Summary: A sermon for Palm Sunday.
“Pop Star or Savior?”
What is going on here?
I appears that a whole crowd of people have fallen head over heels in love with Jesus!
The people are infatuated.
It’s as if Jesus were a pop star or something!
“Many people spread out their clothes on the road while others spread branches cut from the fields.”
Those in front of Him were shouting, “Hosanna! Blessed is the one who comes in the name of the Lord!”
It’s not hard to imagine a wild kind of “Woodstock” scene when we read about Palm Sunday.
The people are partying!
The streets are overflowing as folks are streaming into town for the Passover Festival and Jesus has become the headlining act.
He is the star of the show.
He on top of the charts.
He is the coming King—the One Who will reign on David’s throne.
Jesus will defeat Israel’s enemies with a rock show-like barrage of pyrotechnics.
Everything is going to be alright now.
The King has come!
It’s such an ecstatic atmosphere that crowds of adoring fans are taking off their clothes and spreading them on the dusty, stony Middle Eastern Road in order for a donkey carrying Jesus to ride over them.
Do you think they ran home saying: “I’ll never wash this coat again!”?
This is a big deal.
This is something you do in the midst of an emotional frenzy.
You don’t cut branches off trees to wave in the streets for just anyone.
And what were they shouting?
“Hosanna” is a Hebrew word that mixes exuberant praise to God with the prayer that God will save God’s people, and do it right away!
You know, if we stick with the rock star or pop star theme for a minute we can, perhaps fairly easily, sum up what happens…rather quickly to the frenzy and crazed love of their fans.
Let’s see, Davey Jones of the 1960’s Beatles parody band—the Monkeys, who passed away several years ago—probably caused quite a stir for a while.
Then there was David Cassidy from the Partridge Family who died in 2017 of organ failure due to alcoholism.
Later, his younger brother, Shawn Cassidy, had a run with the “teen idol” thing.
He was on a t-v show called the Hardy Boys, and even had a hit song on the radio called the “Do-run-run.”
My oldest sister, Wendy, had a big crush on him for a few months when we were kids.
She also had a short-lived infatuation with another guy named Leif Garrett.

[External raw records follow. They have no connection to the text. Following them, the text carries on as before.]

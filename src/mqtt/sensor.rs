//! Sensors that announce their values to Home Assistant and publish state.
//!
//! Every value of an [`MqttSensor`] gets a state topic and a discovery config
//! topic derived from its combined id. [`MqttSensorValue::update`] makes sure
//! Home Assistant knows the value before sending the measurement:
//!
//! 1. If the discovery config was never published, or was last published
//!    more than [`CONFIG_REFRESH_MINUTES`](super::discovery::CONFIG_REFRESH_MINUTES)
//!    ago, publish it and remember when.
//! 2. Publish the measurement to the state topic.
//!
//! # Example
//! ```ignore
//! let mut sensor = MqttSensor::new(client, "Living Room", MqttSensorOptions::default());
//! let temperature = sensor.add_value(
//!     "temperature",
//!     MqttValueOptions::default()
//!         .with_device_class("temperature")
//!         .with_unit_of_measurement("°C"),
//! )?;
//!
//! temperature.update(21.5);
//! ```

use super::discovery::{self, SensorDiscovery, VALUE_TEMPLATE, non_empty};
use super::publisher::MqttPublisher;
use crate::clock::{Clock, SystemClock};
use crate::error::Result;
use crate::sensor::{Sensor, SensorOptions, SensorValue, ValueOptions};
use chrono::{DateTime, Utc};
use log::{debug, trace};
use parking_lot::ReentrantMutex;
use rumqttc::QoS;
use std::cell::Cell;
use std::sync::Arc;

/// Optional settings for [`MqttSensor::new`].
#[derive(Debug, Clone)]
pub struct MqttSensorOptions {
    /// Text the sensor id is derived from instead of the display name.
    pub id: Option<String>,
    /// QoS used for every config and state publish.
    pub qos: QoS,
    /// Retain flag used for every config and state publish.
    pub retain: bool,
}

impl Default for MqttSensorOptions {
    fn default() -> Self {
        Self {
            id: None,
            qos: QoS::AtMostOnce,
            retain: false,
        }
    }
}

impl MqttSensorOptions {
    pub fn with_id(mut self, id: impl Into<String>) -> Self {
        self.id = Some(id.into());
        self
    }

    pub fn with_qos(mut self, qos: QoS) -> Self {
        self.qos = qos;
        self
    }

    pub fn with_retain(mut self, retain: bool) -> Self {
        self.retain = retain;
        self
    }
}

/// Optional settings for [`MqttSensor::add_value`].
///
/// Empty strings are treated like unset fields and left out of the
/// discovery config.
#[derive(Debug, Clone, Default)]
pub struct MqttValueOptions {
    /// Text the value-local id is derived from instead of the value name.
    pub id: Option<String>,
    /// Home Assistant device class, see
    /// <https://www.home-assistant.io/integrations/sensor/#device-class>
    pub device_class: Option<String>,
    /// Unit shown next to the state.
    pub unit_of_measurement: Option<String>,
    /// Icon reference such as `mdi:flash`.
    pub icon: Option<String>,
}

impl MqttValueOptions {
    pub fn with_id(mut self, id: impl Into<String>) -> Self {
        self.id = Some(id.into());
        self
    }

    pub fn with_device_class(mut self, device_class: impl Into<String>) -> Self {
        self.device_class = Some(device_class.into());
        self
    }

    pub fn with_unit_of_measurement(mut self, unit: impl Into<String>) -> Self {
        self.unit_of_measurement = Some(unit.into());
        self
    }

    pub fn with_icon(mut self, icon: impl Into<String>) -> Self {
        self.icon = Some(icon.into());
        self
    }
}

/// Publish settings shared by every value of one sensor.
struct Transport {
    publisher: Arc<dyn MqttPublisher>,
    clock: Arc<dyn Clock>,
    qos: QoS,
    retain: bool,
}

impl Transport {
    fn publish(&self, topic: &str, payload: &[u8]) {
        self.publisher.publish(topic, self.qos, self.retain, payload);
    }
}

/// A sensor whose values publish to Home Assistant over MQTT.
pub struct MqttSensor {
    sensor: Sensor<MqttSensorValue>,
    transport: Arc<Transport>,
}

impl MqttSensor {
    /// Create a sensor publishing through `publisher`, using the system clock.
    pub fn new(
        publisher: impl MqttPublisher + 'static,
        name: impl Into<String>,
        options: MqttSensorOptions,
    ) -> Self {
        Self::with_clock(publisher, SystemClock, name, options)
    }

    /// Create a sensor reading the time for staleness checks from `clock`.
    pub fn with_clock(
        publisher: impl MqttPublisher + 'static,
        clock: impl Clock + 'static,
        name: impl Into<String>,
        options: MqttSensorOptions,
    ) -> Self {
        let MqttSensorOptions { id, qos, retain } = options;
        Self {
            sensor: Sensor::new(name, SensorOptions { id }),
            transport: Arc::new(Transport {
                publisher: Arc::new(publisher),
                clock: Arc::new(clock),
                qos,
                retain,
            }),
        }
    }

    pub fn name(&self) -> &str {
        self.sensor.name()
    }

    pub fn id(&self) -> &str {
        self.sensor.id()
    }

    /// Values in the order they were added.
    pub fn values(&self) -> &[Arc<MqttSensorValue>] {
        self.sensor.values()
    }

    /// Add a value to this sensor.
    ///
    /// Topics and the discovery config are computed here once and reused by
    /// every later publish.
    pub fn add_value(
        &mut self,
        name: impl Into<String>,
        options: MqttValueOptions,
    ) -> Result<Arc<MqttSensorValue>> {
        let value = SensorValue::new(
            self.sensor.identity().clone(),
            name,
            ValueOptions {
                id: options.id.clone(),
            },
        );

        let id = value.id();
        let config_topic = discovery::config_topic(&id);
        let state_topic = discovery::state_topic(&id);

        let display_name = value.name();
        let config = SensorDiscovery {
            name: &display_name,
            unique_id: &id,
            state_topic: &state_topic,
            value_template: VALUE_TEMPLATE,
            device_class: non_empty(&options.device_class),
            unit_of_measurement: non_empty(&options.unit_of_measurement),
            icon: non_empty(&options.icon),
        };
        let config_payload = serde_json::to_vec(&config)?;

        debug!("Added sensor value {} (config topic {})", id, config_topic);

        Ok(self.sensor.push(MqttSensorValue {
            value,
            transport: self.transport.clone(),
            config_topic,
            state_topic,
            config_payload,
            last_config_published: ReentrantMutex::new(Cell::new(None)),
        }))
    }

    /// Announce every value's discovery config, e.g. after Home Assistant
    /// restarted. Staleness timestamps are left untouched.
    pub fn publish_config(&self) {
        for value in self.values() {
            value.publish_config();
        }
    }
}

/// A sensor value with MQTT topics and a discovery config.
pub struct MqttSensorValue {
    value: SensorValue,
    transport: Arc<Transport>,
    config_topic: String,
    state_topic: String,
    config_payload: Vec<u8>,
    /// `None` until `update` publishes the config for the first time.
    /// Reentrant so a publisher may call back into this value.
    last_config_published: ReentrantMutex<Cell<Option<DateTime<Utc>>>>,
}

impl MqttSensorValue {
    /// Combined display name: `<sensor name>_<value name>`.
    pub fn name(&self) -> String {
        self.value.name()
    }

    /// Combined id: `<sensor id>_<value id>`.
    pub fn id(&self) -> String {
        self.value.id()
    }

    pub fn value(&self) -> &SensorValue {
        &self.value
    }

    pub fn state_topic(&self) -> &str {
        &self.state_topic
    }

    pub fn config_topic(&self) -> &str {
        &self.config_topic
    }

    /// Serialized discovery config.
    pub fn config_payload(&self) -> &[u8] {
        &self.config_payload
    }

    /// When `update` last published the discovery config.
    pub fn last_config_published(&self) -> Option<DateTime<Utc>> {
        self.last_config_published.lock().get()
    }

    /// Publish a measurement, announcing the discovery config first when it
    /// was never published or has gone stale.
    ///
    /// The window is claimed before the config goes out, so a publisher that
    /// calls back into this value sees it as fresh.
    pub fn update(&self, measurement: f64) {
        {
            let last = self.last_config_published.lock();
            let now = self.transport.clock.now();
            let stale = match last.get() {
                None => true,
                Some(published) => now - published > discovery::config_refresh_interval(),
            };
            if stale {
                last.set(Some(now));
                self.publish_config();
            }
        }

        let payload = discovery::format_state(measurement);
        trace!("Publishing {} to {}", payload, self.state_topic);
        self.transport.publish(&self.state_topic, payload.as_bytes());
    }

    /// Publish the discovery config now.
    ///
    /// This does not reset the staleness timer `update` uses, so the next
    /// `update` may announce the config again.
    pub fn publish_config(&self) {
        debug!("Publishing discovery config to {}", self.config_topic);
        self.transport
            .publish(&self.config_topic, &self.config_payload);
    }
}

In the 1980’s we had The New Kids on the Block.
They were huge and then they were gone.
Even Michael Jackson was a has-been for the last…say…20 years of his career.
Recently, a girl in our neighborhood wrote in chalk on her sidewalk: “I ‘heart’” teen actor “Noah Schnapp forever.”
Do you think so?
On the first Palm Sunday, so long ago a big crowd of people seemed to “fall in love” with Jesus.
His fans could hardly contain themselves.
Psychologist Robert Johnson writes that “Romantic love, or falling in love [or emotional infatuation] is different from Real Loving.”
Real loving is steady.
It’s not here today and gone tomorrow.
There is something a bit overblown and bigger-than-life about infatuation or falling in love.
It’s like an emotional roller coaster.
It’s got a lot of excitement.
It can be fun.
But it’s short-lived.
The ride does come to an abrupt halt.
The kind of love we heap upon pop idols is a superficial kind of love.
Once the singer or actor begins to age a bit, or after their show is canceled…
…or we grow up…
…our love fades.
It’s not real love is it?
Actually, there is not much about it that is real at all.
And that was one of the big problems on Palm Sunday.
There wasn’t a lack of love for Jesus.
The problem was that the love was the superficial kind.
It was smoke and mirrors.
It was like a vapor or fog that disappears by mid-morning.
It was overblown; then it was gone.
Within a week, this acclaim for Jesus will turn into humiliation, mockery, hatred and then murder.
Talk about a fickle crowd.
What is our love like for Jesus?
Is it real or is it superficial?
Does it stick with us even when things don’t go our way?
Jesus seeks us out in love, and we are often found by Him when things aren’t going well…
…when we are facing a crisis…
…when we are at a cross-road…
…when we have come to the point where we realize that the emotional highs this world has to offer are not real, not lasting, not worth much.
And then we finally accept the free offer of faith in Christ.